═════ RECORDS FOR THIS TASK ═════
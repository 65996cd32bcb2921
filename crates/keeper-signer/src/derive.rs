//! HD key derivation for the signer pool.

use alloy::network::EthereumWallet;
use alloy::signers::local::{coins_bip39::English, MnemonicBuilder, PrivateKeySigner};

use crate::error::{SignerError, SignerResult};

/// Derive `pool_size` signers from a BIP-39 mnemonic at the standard
/// Ethereum derivation path, indices `0..pool_size`.
pub fn derive_signers(mnemonic: &str, pool_size: usize) -> SignerResult<Vec<PrivateKeySigner>> {
    if pool_size == 0 {
        return Err(SignerError::Derivation("pool size must be >= 1".into()));
    }
    (0..pool_size as u32)
        .map(|index| {
            MnemonicBuilder::<English>::default()
                .phrase(mnemonic)
                .index(index)
                .map_err(|e| SignerError::Derivation(e.to_string()))?
                .build()
                .map_err(|e| SignerError::Derivation(e.to_string()))
        })
        .collect()
}

/// Assemble the provider wallet carrying every pool signer, so that
/// `TxOptions::from` selects the key per submission.
pub fn build_wallet(signers: &[PrivateKeySigner]) -> SignerResult<EthereumWallet> {
    let mut iter = signers.iter();
    let first = iter
        .next()
        .ok_or_else(|| SignerError::Derivation("empty signer set".into()))?;
    let mut wallet = EthereumWallet::new(first.clone());
    for signer in iter {
        wallet.register_signer(signer.clone());
    }
    Ok(wallet)
}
═════
_WORK INSTRUCTIONS_
Repeat the data precisely, reproducing every entry.

_REPLY_
repository 65996cd32bcb2921
filename crates/keeper-signer/src/derive.rs
//! HD key derivation for the signer pool.

use alloy::network::EthereumWallet;
use alloy::signers::local::{coins_bip39::English, MnemonicBuilder, PrivateKeySigner};

use crate::error::{SignerError, SignerResult};

/// Derive `pool_size` signers from a BIP-39 mnemonic at the standard
/// Ethereum derivation path, indices `0..pool_size`.
pub fn derive_signers(mnemonic: &str, pool_size: usize) -> SignerResult<Vec<PrivateKeySigner>> {
    if pool_size == 0 {
        return Err(SignerError::Derivation("pool size must be >= 1".into()));
    }
    (0..pool_size as u32)
        .map(|index| {
            MnemonicBuilder::<English>::default()
                .phrase(mnemonic)
                .index(index)
                .map_err(|e| SignerError::Derivation(e.to_string()))?
                .build()
                .map_err(|e| SignerError::Derivation(e.to_string()))
        })
        .collect()
}

/// Assemble the provider wallet carrying every pool signer, so that
/// `TxOptions::from` selects the key per submission.
pub fn build_wallet(signers: &[PrivateKeySigner]) -> SignerResult<EthereumWallet> {
    let mut iter = signers.iter();
    let first = iter
        .next()
        .ok_or_else(|| SignerError::Derivation("empty signer set".into()))?;
    let mut wallet = EthereumWallet::new(first.clone());
    for signer in iter {
        wallet.register_signer(signer.clone());
    }
    Ok(wallet)
}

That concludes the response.